The heat pumps are electrically driven. Electricity in British Columbia has a very low greenhouse gas signature. Heat recovery is provided for major ventilation systems to reduce the need for heat. A low-pressure fan system reduces fan energy required. Radiant heating and cooling are provided in the exhibition halls and the pre-function areas, allowing a reduction in the size of the ventilation systems.
Daylighting sensors and lighting occupancy sensors reduce the lighting loads.
Low-flow lavatories throughout the facility reduce the domestic hot water load. The project includes a blackwater treatment and reuse system and stormwater management and harvesting. It generates much of its water supply off the public utility grid.
The six-acre living roof provides natural habitat and an extensive permeable surface for absorbing rainwater and slowing storm water runoff.
See Supplemental Narrative for Modeling and Energy Performance Information.
The primary interior expression is the use of naturally occurring materials indigenous to British Columbia.
Interior finishes were carefully selected to maximize recycled content, recyclability, durability, renewable material use, and local harvest and extraction. A particular focus was on sourcing BC-harvested and manufactured wood products, highlighted in the innovative ceiling and wall systems. The ballroom and meeting room programs that form the core of the building’s interior mass are enclosed by a wood cladding system that simulates the texture and directionality of a stack of lumber. Wood ceiling slats oriented in long, dramatic parallel lines combine with the orthogonal massing of the interior spaces to create contrast against the organic geometry of the roof and exterior shell.
The following benchmarks were achieved:
-16.1% recycled content
-20.7% regional content
-86.4% of construction waste was diverted from the landfill
A green housekeeping program has been implemented in the convention center, which is an extension of the already successful program under way in the east (older) facility. This program aims to reduce exposure of building occupants and maintenance personnel to potentially hazardous chemical contaminants that adversely impact air quality, occupant well-being, and the environment.
The building is designed to provide the users maximum flexibility over the life of the building. The exhibit hall, ballroom, and meeting rooms are all designed to adapt to a variety of conference, exhibition, and convention business requirements. The exhibition hall is set up on a 30'x30' module that allows for efficient layout of 10'x10' booths. Because the floor and parts of the ceiling are filled with multiple utility locations, the space is quite flexible to accommodate a variety of needs. The ballroom is set up to be one large space or broken down into four smaller spaces to meet the needs of the individual shows. The meeting rooms are arranged in a variety of sizes and configurations to allow for multiple arrangements of meeting space sizes. Several rooms can also be subdivided.
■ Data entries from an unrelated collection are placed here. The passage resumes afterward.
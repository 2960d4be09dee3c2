//! Common types used throughout adbblitz

use serde::{Deserialize, Serialize};
use std::str::FromStr;
use std::sync::atomic::{AtomicU64, Ordering};

use crate::error::Error;

/// Video resolution
#[derive(Debug, Clone, Copy, PartialEq, Eq, Hash, Serialize, Deserialize)]
pub struct Resolution {
    pub width: u32,
    pub height: u32,
}

impl Resolution {
    pub const fn new(width: u32, height: u32) -> Self {
        Self { width, height }
    }

    // Common resolutions
    pub const HD_720P: Self = Self::new(1280, 720);
    pub const HD_PLUS: Self = Self::new(1600, 900);
    pub const FHD_1080P: Self = Self::new(1920, 1080);

    /// Calculate total pixels
    pub fn pixels(&self) -> u64 {
        self.width as u64 * self.height as u64
    }
}

impl Default for Resolution {
    fn default() -> Self {
        Self::HD_PLUS
    }
}

impl std::fmt::Display for Resolution {
    fn fmt(&self, f: &mut std::fmt::Formatter<'_>) -> std::fmt::Result {
        write!(f, "{}x{}", self.width, self.height)
    }
}

impl FromStr for Resolution {
    type Err = Error;

    /// Parse `WIDTHxHEIGHT`, the same notation `screenrecord --size` takes
    fn from_str(s: &str) -> Result<Self, Self::Err> {
        let (w, h) = s
            .trim()
            .split_once(['x', 'X'])
            .ok_or_else(|| Error::Config(format!("Invalid resolution '{}', expected WxH", s)))?;
        let width = w
            .parse::<u32>()
            .map_err(|e| Error::Config(format!("Invalid width '{}': {}", w, e)))?;
        let height = h
            .parse::<u32>()
            .map_err(|e| Error::Config(format!("Invalid height '{}': {}", h, e)))?;
        Ok(Self::new(width, height))
    }
}

/// Packed pixel layout of decoded frames
#[derive(Debug, Clone, Copy, PartialEq, Eq, Hash, Serialize, Deserialize, Default)]
#[serde(rename_all = "lowercase")]
pub enum FrameFormat {
    /// BGR24 - 24-bit BGR (OpenCV order)
    #[default]
    Bgr24,
    /// RGB24 - 24-bit RGB
    Rgb24,
    /// BGRA - 32-bit BGRA
    Bgra,
    /// RGBA - 32-bit RGBA
    Rgba,
}

impl FrameFormat {
    /// Bytes per pixel
    pub fn bytes_per_pixel(&self) -> usize {
        match self {
            FrameFormat::Bgr24 | FrameFormat::Rgb24 => 3,
            FrameFormat::Bgra | FrameFormat::Rgba => 4,
        }
    }
}

impl std::fmt::Display for FrameFormat {
    fn fmt(&self, f: &mut std::fmt::Formatter<'_>) -> std::fmt::Result {
        let name = match self {
            FrameFormat::Bgr24 => "bgr24",
            FrameFormat::Rgb24 => "rgb24",
            FrameFormat::Bgra => "bgra",
            FrameFormat::Rgba => "rgba",
        };
        f.write_str(name)
    }
}

impl FromStr for FrameFormat {
    type Err = Error;

    fn from_str(s: &str) -> Result<Self, Self::Err> {
        match s.to_lowercase().as_str() {
            "bgr24" | "bgr" => Ok(FrameFormat::Bgr24),
            "rgb24" | "rgb" => Ok(FrameFormat::Rgb24),
            "bgra" => Ok(FrameFormat::Bgra),
            "rgba" => Ok(FrameFormat::Rgba),
            other => Err(Error::Config(format!("Unknown pixel format: {}", other))),
        }
    }
}

/// A decoded video frame
///
/// Rows are tightly packed: `stride == width * format.bytes_per_pixel()`.
/// Cloning yields an independent copy of the pixel data.
#[derive(Debug, Clone, PartialEq, Eq)]
pub struct Frame {
    /// Raw pixel data
    pub data: Vec<u8>,
    /// Frame width
    pub width: u32,
    /// Frame height
    pub height: u32,
    /// Row stride in bytes
    pub stride: u32,
    /// Pixel format
    pub format: FrameFormat,
    /// Index of this frame in decode order
    pub pts: i64,
}

impl Frame {
    /// Create a new zeroed frame
    pub fn new(width: u32, height: u32, format: FrameFormat) -> Self {
        let stride = width * format.bytes_per_pixel() as u32;
        Self {
            data: vec![0u8; stride as usize * height as usize],
            width,
            height,
            stride,
            format,
            pts: 0,
        }
    }

    /// Create a frame from existing data
    pub fn from_data(data: Vec<u8>, width: u32, height: u32, format: FrameFormat) -> Self {
        Self {
            data,
            width,
            height,
            stride: width * format.bytes_per_pixel() as u32,
            format,
            pts: 0,
        }
    }

    /// Get resolution
    pub fn resolution(&self) -> Resolution {
        Resolution::new(self.width, self.height)
    }

    /// Calculate frame size in bytes
    pub fn size_bytes(&self) -> usize {
        self.data.len()
    }

    /// Pixel data as packed RGB, dropping alpha
    pub fn to_rgb24(&self) -> Vec<u8> {
        let bpp = self.format.bytes_per_pixel();
        let mut rgb = Vec::with_capacity(self.width as usize * self.height as usize * 3);
        for px in self.data.chunks_exact(bpp) {
            match self.format {
                FrameFormat::Rgb24 | FrameFormat::Rgba => rgb.extend_from_slice(&px[..3]),
                FrameFormat::Bgr24 | FrameFormat::Bgra => rgb.extend_from_slice(&[px[2], px[1], px[0]]),
            }
        }
        rgb
    }
}

/// One decodable unit of the elementary stream (an H.264 access unit in Annex B form)
#[derive(Debug, Clone, PartialEq, Eq)]
pub struct Packet {
    /// Encoded data, start codes included
    pub data: Vec<u8>,
    /// Sequence number assigned by the parser
    pub pts: i64,
    /// Contains an IDR slice
    pub is_keyframe: bool,
}

impl Packet {
    pub fn new(data: Vec<u8>, pts: i64, is_keyframe: bool) -> Self {
        Self {
            data,
            pts,
            is_keyframe,
        }
    }

    /// Size in bytes
    pub fn size(&self) -> usize {
        self.data.len()
    }
}

/// Statistics snapshot for monitoring
#[derive(Debug, Clone, Default, PartialEq, Eq)]
pub struct Stats {
    /// Bytes read from the recording process
    pub bytes_read: u64,
    /// Read calls that returned data
    pub chunks_read: u64,
    /// Access units produced by the parser
    pub packets_parsed: u64,
    /// Frames converted and stored
    pub frames_decoded: u64,
    /// Units or pictures skipped because of an error
    pub decode_errors: u64,
}

/// Live counters shared between the reader thread and observers
#[derive(Debug, Default)]
pub struct StatsCounters {
    pub bytes_read: AtomicU64,
    pub chunks_read: AtomicU64,
    pub packets_parsed: AtomicU64,
    pub frames_decoded: AtomicU64,
    pub decode_errors: AtomicU64,
}

impl StatsCounters {
    pub(crate) fn add(counter: &AtomicU64, n: u64) {
        counter.fetch_add(n, Ordering::Relaxed);
    }

    /// Take a consistent-enough snapshot for display
    pub fn snapshot(&self) -> Stats {
        Stats {
            bytes_read: self.bytes_read.load(Ordering::Relaxed),
            chunks_read: self.chunks_read.load(Ordering::Relaxed),
            packets_parsed: self.packets_parsed.load(Ordering::Relaxed),
            frames_decoded: self.frames_decoded.load(Ordering::Relaxed),
            decode_errors: self.decode_errors.load(Ordering::Relaxed),
        }
    }
}
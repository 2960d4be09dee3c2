//! Unix process control via `nix`

use nix::sys::signal::{kill, killpg, Signal};
use nix::unistd::Pid;
use std::os::unix::process::CommandExt;
use std::path::{Path, PathBuf};
use std::process::Command;

use super::ConsoleEvent;
use crate::error::{Error, Result};

pub(super) fn send_interrupt(pid: u32, _helper: Option<&Path>) -> Result<()> {
    kill(Pid::from_raw(pid as i32), Signal::SIGINT)
        .map_err(|e| Error::Interrupt(format!("SIGINT to {} failed: {}", pid, e)))
}

pub(super) fn kill_process_tree(pid: u32) -> Result<()> {
    // Children are spawned as process group leaders, see `configure_child`
    match killpg(Pid::from_raw(pid as i32), Signal::SIGKILL) {
        Ok(()) => Ok(()),
        Err(nix::errno::Errno::ESRCH) => Ok(()),
        Err(e) => Err(Error::Interrupt(format!(
            "SIGKILL to process group {} failed: {}",
            pid, e
        ))),
    }
}

pub(super) fn raise_console_event(_pid: u32, _event: ConsoleEvent) -> Result<()> {
    Err(Error::Unsupported(
        "console control events only exist on Windows".into(),
    ))
}

pub(super) fn configure_child(command: &mut Command) {
    command.process_group(0);
}

pub(super) fn short_path(path: &Path) -> Result<PathBuf> {
    Ok(path.to_path_buf())
}
//! Error types for adbblitz

use thiserror::Error;

/// Result type alias for adbblitz operations
pub type Result<T> = std::result::Result<T, Error>;

/// adbblitz error type
#[derive(Error, Debug)]
pub enum Error {
    // Configuration errors
    #[error("Configuration error: {0}")]
    Config(String),

    #[error("Invalid capture state: {0}")]
    InvalidState(String),

    // Process errors
    #[error("Failed to spawn {program}: {source}")]
    Spawn {
        program: String,
        #[source]
        source: std::io::Error,
    },

    #[error("Interrupt delivery failed: {0}")]
    Interrupt(String),

    #[error("Reader thread error: {0}")]
    Thread(String),

    // Decoder errors
    #[error("FFmpeg error: {0}")]
    FFmpeg(String),

    #[error("Codec not supported: {0}")]
    CodecNotSupported(String),

    #[error("Bitstream parse error: {0}")]
    Parse(String),

    #[error("Decoding failed: {0}")]
    Decode(String),

    #[error("Frame conversion error: {0}")]
    Conversion(String),

    // General errors
    #[error("Unsupported on this platform: {0}")]
    Unsupported(String),

    #[error("IO error: {0}")]
    Io(#[from] std::io::Error),

    #[error("Internal error: {0}")]
    Internal(String),
}

impl Error {
    /// Check if this error only affects a single unit of the stream
    pub fn is_recoverable(&self) -> bool {
        matches!(
            self,
            Error::Parse(_) | Error::Decode(_) | Error::Conversion(_) | Error::FFmpeg(_)
        )
    }
}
Even though the spaces are extremely flexible, the building is based on a very efficient structural grid that works to accommodate the layout requirements of typical conventions, exhibitions and conferences. The structural system life expectancy is 100+ years, and the MEP system life expectancy is 50 years. One upgrade is required to make the facility net-zero-water ready.
The Vancouver Convention Centre West project required a collaborative process to create and integrate the building on an active urban waterfront. The new convention center needed to respond in a way that respected the marine habitat, engaged the human habitat, and embraced the living roof.
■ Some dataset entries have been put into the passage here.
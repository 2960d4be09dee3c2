//! End-to-end capture tests against a fake `adb` script
#![cfg(unix)]

use adbblitz::capture::{CaptureState, JOIN_WINDOW, STOP_GRACE};
use adbblitz::types::{Frame, FrameFormat, Packet, Resolution};
use adbblitz::{CaptureConfig, Decoder, Error, Result, ScreenCapture};
use serial_test::serial;
use std::os::unix::fs::PermissionsExt;
use std::path::{Path, PathBuf};
use std::time::{Duration, Instant};

/// Every byte is a frame filled with that byte; `0xEE` is a corrupt unit
struct TagDecoder;

impl Decoder for TagDecoder {
    type Picture = u8;

    fn parse(&mut self, data: &[u8]) -> Result<Vec<Packet>> {
        Ok(data
            .iter()
            .enumerate()
            .map(|(i, &b)| Packet::new(vec![b], i as i64, false))
            .collect())
    }

    fn decode(&mut self, packet: &Packet) -> Result<Vec<u8>> {
        match packet.data[0] {
            0xEE => Err(Error::Decode("corrupt unit".into())),
            b => Ok(vec![b]),
        }
    }

    fn convert(&mut self, picture: &u8, target: Resolution, format: FrameFormat) -> Result<Frame> {
        let mut frame = Frame::new(target.width, target.height, format);
        frame.data.fill(*picture);
        Ok(frame)
    }
}

fn fake_adb(dir: &Path, body: &str) -> PathBuf {
    let path = dir.join("adb");
    std::fs::write(&path, format!("#!/bin/sh\n{}\n", body)).unwrap();
    std::fs::set_permissions(&path, std::fs::Permissions::from_mode(0o755)).unwrap();
    path
}

fn config(adb: &Path) -> CaptureConfig {
    CaptureConfig::new(adb, "fake-device")
        .with_connect(false)
        .with_resolution(4, 4)
        .with_buffer_capacity(3)
}

#[test]
#[serial]
fn test_frames_reach_consumer() {
    let dir = tempfile::tempdir().unwrap();
    let adb = fake_adb(dir.path(), "printf '\\001\\356\\002'\nexec sleep 30");
    let mut capture = ScreenCapture::new(config(&adb)).unwrap();

    {
        let mut frames = capture.start_with(|| Ok(TagDecoder)).unwrap();
        let frame = frames.next().unwrap();
        assert_eq!(frame.resolution(), Resolution::new(4, 4));
        assert_eq!(frame.format, FrameFormat::Bgr24);
        assert!(frame.data[0] == 1 || frame.data[0] == 2);
    }

    assert_eq!(capture.state(), CaptureState::Stopped);
    let stats = capture.stats();
    assert_eq!(stats.bytes_read, 3);
    assert_eq!(stats.frames_decoded, 2);
    assert_eq!(stats.decode_errors, 1);
    assert_eq!(capture.latest_frame().unwrap().data[0], 2);
    assert_eq!(capture.frame_count(), 2);
}

#[test]
#[serial]
fn test_immediate_stop_yields_nothing() {
    let dir = tempfile::tempdir().unwrap();
    let adb = fake_adb(dir.path(), "exec sleep 30");
    let mut capture = ScreenCapture::new(config(&adb)).unwrap();

    let mut frames = capture.start_with(|| Ok(TagDecoder)).unwrap();
    frames.stop_handle().request_stop();

    let started = Instant::now();
    assert!(frames.next().is_none());
    assert!(frames.next().is_none());
    assert!(started.elapsed() < STOP_GRACE + JOIN_WINDOW + Duration::from_secs(1));
    drop(frames);

    assert_eq!(capture.state(), CaptureState::Stopped);
    assert_eq!(capture.frame_count(), 0);
}

#[test]
#[serial]
fn test_stop_escalates_when_interrupt_is_ignored() {
    let dir = tempfile::tempdir().unwrap();
    let adb = fake_adb(dir.path(), "trap '' INT\nsleep 30\nsleep 30");
    let mut capture = ScreenCapture::new(config(&adb)).unwrap();

    let frames = capture.start_with(|| Ok(TagDecoder)).unwrap();
    let started = Instant::now();
    drop(frames);

    let elapsed = started.elapsed();
    assert_eq!(capture.state(), CaptureState::Stopped);
    assert!(elapsed >= STOP_GRACE - Duration::from_millis(50));
    assert!(elapsed < STOP_GRACE + JOIN_WINDOW + Duration::from_secs(1));
}

#[test]
#[serial]
fn test_idle_sleep_between_repeated_frames() {
    let dir = tempfile::tempdir().unwrap();
    let adb = fake_adb(dir.path(), "printf '\\007'\nexec sleep 30");
    let idle = Duration::from_millis(100);
    let mut capture = ScreenCapture::new(config(&adb).with_idle_sleep(idle)).unwrap();

    let mut frames = capture.start_with(|| Ok(TagDecoder)).unwrap();
    assert_eq!(frames.next().unwrap().data[0], 7);

    // No new frames arrive after the first, so every further yield waits
    let started = Instant::now();
    assert_eq!(frames.next().unwrap().data[0], 7);
    assert_eq!(frames.next().unwrap().data[0], 7);
    assert!(started.elapsed() >= idle * 2 - Duration::from_millis(10));
}

#[test]
#[serial]
fn test_repeated_stop_is_harmless() {
    let dir = tempfile::tempdir().unwrap();
    let adb = fake_adb(dir.path(), "exec sleep 30");
    let mut capture = ScreenCapture::new(config(&adb)).unwrap();

    let mut frames = capture.start_with(|| Ok(TagDecoder)).unwrap();
    frames.request_stop();
    frames.request_stop();
    drop(frames);

    capture.request_stop();
    assert_eq!(capture.state(), CaptureState::Stopped);
    assert!(matches!(
        capture.start_with(|| Ok(TagDecoder)).err(),
        Some(Error::InvalidState(_))
    ));
}

#[test]
#[serial]
fn test_connect_runs_before_capture() {
    let dir = tempfile::tempdir().unwrap();
    let log = dir.path().join("calls.log");
    let adb = fake_adb(
        dir.path(),
        &format!("echo \"$@\" >> '{}'\necho \"connected to $2\"", log.display()),
    );

    let capture = ScreenCapture::new(config(&adb).with_connect(true)).unwrap();
    assert_eq!(capture.state(), CaptureState::Idle);

    let calls = std::fs::read_to_string(&log).unwrap();
    assert_eq!(calls.trim(), "connect fake-device");
}

#[test]
#[serial]
fn test_missing_adb_fails_on_start() {
    let mut capture = ScreenCapture::new(config(Path::new("/nonexistent/adb"))).unwrap();
    let err = capture.start_with(|| Ok(TagDecoder)).err().unwrap();
    assert!(matches!(err, Error::Spawn { .. }));
    assert_eq!(capture.state(), CaptureState::Idle);
}
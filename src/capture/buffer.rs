//! Latest-frame ring buffer shared between the reader thread and consumers

use crate::types::Frame;
use parking_lot::Mutex;
use std::collections::VecDeque;

struct Inner {
    frames: VecDeque<Frame>,
    count: u64,
}

/// Bounded buffer holding the most recent frames, oldest evicted first
///
/// The reader thread is the only writer. Every read hands out an owned copy,
/// so consumers never observe a frame the writer could still touch.
pub struct FrameBuffer {
    inner: Mutex<Inner>,
    capacity: usize,
}

impl FrameBuffer {
    /// Create a buffer holding at most `capacity` frames (at least one)
    pub fn new(capacity: usize) -> Self {
        let capacity = capacity.max(1);
        Self {
            inner: Mutex::new(Inner {
                frames: VecDeque::with_capacity(capacity),
                count: 0,
            }),
            capacity,
        }
    }

    /// Append a frame, evicting the oldest one when full
    pub fn push(&self, frame: Frame) {
        let mut inner = self.inner.lock();
        if inner.frames.len() == self.capacity {
            inner.frames.pop_front();
        }
        inner.frames.push_back(frame);
        inner.count += 1;
    }

    /// Copy of the newest frame, if any was produced yet
    pub fn latest(&self) -> Option<Frame> {
        self.inner.lock().frames.back().cloned()
    }

    /// Copies of all buffered frames, oldest first
    pub fn snapshot(&self) -> Vec<Frame> {
        self.inner.lock().frames.iter().cloned().collect()
    }

    /// Total number of frames ever pushed
    pub fn frame_count(&self) -> u64 {
        self.inner.lock().count
    }

    /// Newest frame together with the counter value it belongs to
    pub(crate) fn latest_with_count(&self) -> Option<(Frame, u64)> {
        let inner = self.inner.lock();
        inner.frames.back().map(|f| (f.clone(), inner.count))
    }

    pub fn len(&self) -> usize {
        self.inner.lock().frames.len()
    }

    pub fn is_empty(&self) -> bool {
        self.len() == 0
    }

    pub fn capacity(&self) -> usize {
        self.capacity
    }
}

impl std::fmt::Debug for FrameBuffer {
    fn fmt(&self, f: &mut std::fmt::Formatter<'_>) -> std::fmt::Result {
        let inner = self.inner.lock();
        f.debug_struct("FrameBuffer")
            .field("len", &inner.frames.len())
            .field("capacity", &self.capacity)
            .field("count", &inner.count)
            .finish()
    }
}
The design team included a design architect, two prime architects, and 40 sub-consultants. Design took place over a period of three years, involving several major urban design guideline presentations, presentations to the design review board, open house presentations to citizens, stakeholder presentations, and more than 45 major, multi-day workshop sessions with design consultants.
Two important areas of collaboration were tied to reaching the sustainable goals of this project. First, to assist the design team, a sustainability advisory committee formed, consisting of three notable green specialists and developers. The mission was to assist the client and the design team in establishing sustainability goals and to challenge the design team to explore all possibilities.
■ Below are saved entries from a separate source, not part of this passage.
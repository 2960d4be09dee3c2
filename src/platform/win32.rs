//! Windows process control via the Win32 console API

use std::os::windows::process::CommandExt;
use std::path::{Path, PathBuf};
use std::process::{Command, Stdio};

use windows::core::HSTRING;
use windows::Win32::Storage::FileSystem::GetShortPathNameW;
use windows::Win32::System::Console::{
    AttachConsole, FreeConsole, GenerateConsoleCtrlEvent, SetConsoleCtrlHandler,
};

use super::ConsoleEvent;
use crate::error::{Error, Result};

const CREATE_NO_WINDOW: u32 = 0x0800_0000;

pub(super) fn send_interrupt(pid: u32, helper: Option<&Path>) -> Result<()> {
    let Some(helper) = helper else {
        tracing::debug!("No console helper configured, not interrupting {}", pid);
        return Ok(());
    };

    let mut command = Command::new(helper);
    command
        .args(["console-ctrl", &pid.to_string(), &(ConsoleEvent::CtrlC as u32).to_string()])
        .stdin(Stdio::null())
        .stdout(Stdio::null())
        .stderr(Stdio::null())
        .creation_flags(CREATE_NO_WINDOW);

    command.spawn().map(|_| ()).map_err(|e| {
        Error::Interrupt(format!(
            "Failed to start console helper {}: {}",
            helper.display(),
            e
        ))
    })
}

pub(super) fn kill_process_tree(pid: u32) -> Result<()> {
    let status = Command::new("taskkill")
        .args(["/F", "/PID", &pid.to_string(), "/T"])
        .stdin(Stdio::null())
        .stdout(Stdio::null())
        .stderr(Stdio::null())
        .creation_flags(CREATE_NO_WINDOW)
        .status()
        .map_err(|e| Error::Interrupt(format!("taskkill failed to start: {}", e)))?;

    // 128: process not found, it already exited
    match status.code() {
        Some(0) | Some(128) => Ok(()),
        code => Err(Error::Interrupt(format!("taskkill exited with {:?}", code))),
    }
}

pub(super) fn raise_console_event(pid: u32, event: ConsoleEvent) -> Result<()> {
    unsafe {
        // Leave our own console so we can join the target's
        let _ = FreeConsole();
        AttachConsole(pid)
            .map_err(|e| Error::Interrupt(format!("AttachConsole({}) failed: {}", pid, e)))?;
        // Ignore the event ourselves, we share the console now
        SetConsoleCtrlHandler(None, true)
            .map_err(|e| Error::Interrupt(format!("SetConsoleCtrlHandler failed: {}", e)))?;
        GenerateConsoleCtrlEvent(event as u32, 0)
            .map_err(|e| Error::Interrupt(format!("GenerateConsoleCtrlEvent failed: {}", e)))?;
    }
    Ok(())
}

pub(super) fn configure_child(command: &mut Command) {
    command.creation_flags(CREATE_NO_WINDOW);
}

pub(super) fn short_path(path: &Path) -> Result<PathBuf> {
    // Bare names like "adb" are resolved through PATH later
    if !path.exists() {
        return Ok(path.to_path_buf());
    }
    let long = HSTRING::from(path.as_os_str());
    let mut buffer = vec![0u16; 4096];
    let len = unsafe { GetShortPathNameW(&long, Some(&mut buffer)) } as usize;
    if len == 0 || len > buffer.len() {
        return Err(Error::Io(std::io::Error::last_os_error()));
    }
    Ok(PathBuf::from(String::from_utf16_lossy(&buffer[..len])))
}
The second important collaboration formed around the design of the six-acre living roof, in which the landscape consultant joined forces with a notable environmental biologist specializing in living roofs, creating a functioning landscape habitat with natural drainage and seed migration patterns.
Financing information is confidential.
It could be said that the pre-design process took place over several years and involved multiple attempts by the provincial government to determine the best process under which to provide the much-needed expansion to the convention center. It included a design competition, a public/private partnership approach, and a provincial lead team approach—until finally the right process emerged.
As a participant in those earlier approaches, the design team clearly understood the challenges of providing the program, reaching the sustainability goals, and successful integration of this building into the Vancouver waterfront. Because the success of this building was so important to so many (the provincial government, the federal government, Tourism British Columbia, the City of Vancouver, the Convention Center operators, the surrounding neighbors, and the citizens of Vancouver) it needed a design process that reached out and engaged everyone. Early on, the environmental performance of this building was placed front and center in the pre-design process. With Vancouver being a very green community, it seemed very appropriate to form a Sustainable Advisory Committee (SAC) to help shape the goals. That group was led by a green specialist from the education, design, development and construction community. Through the process of meeting with the SAC, the broader community goals and objectives were engaged.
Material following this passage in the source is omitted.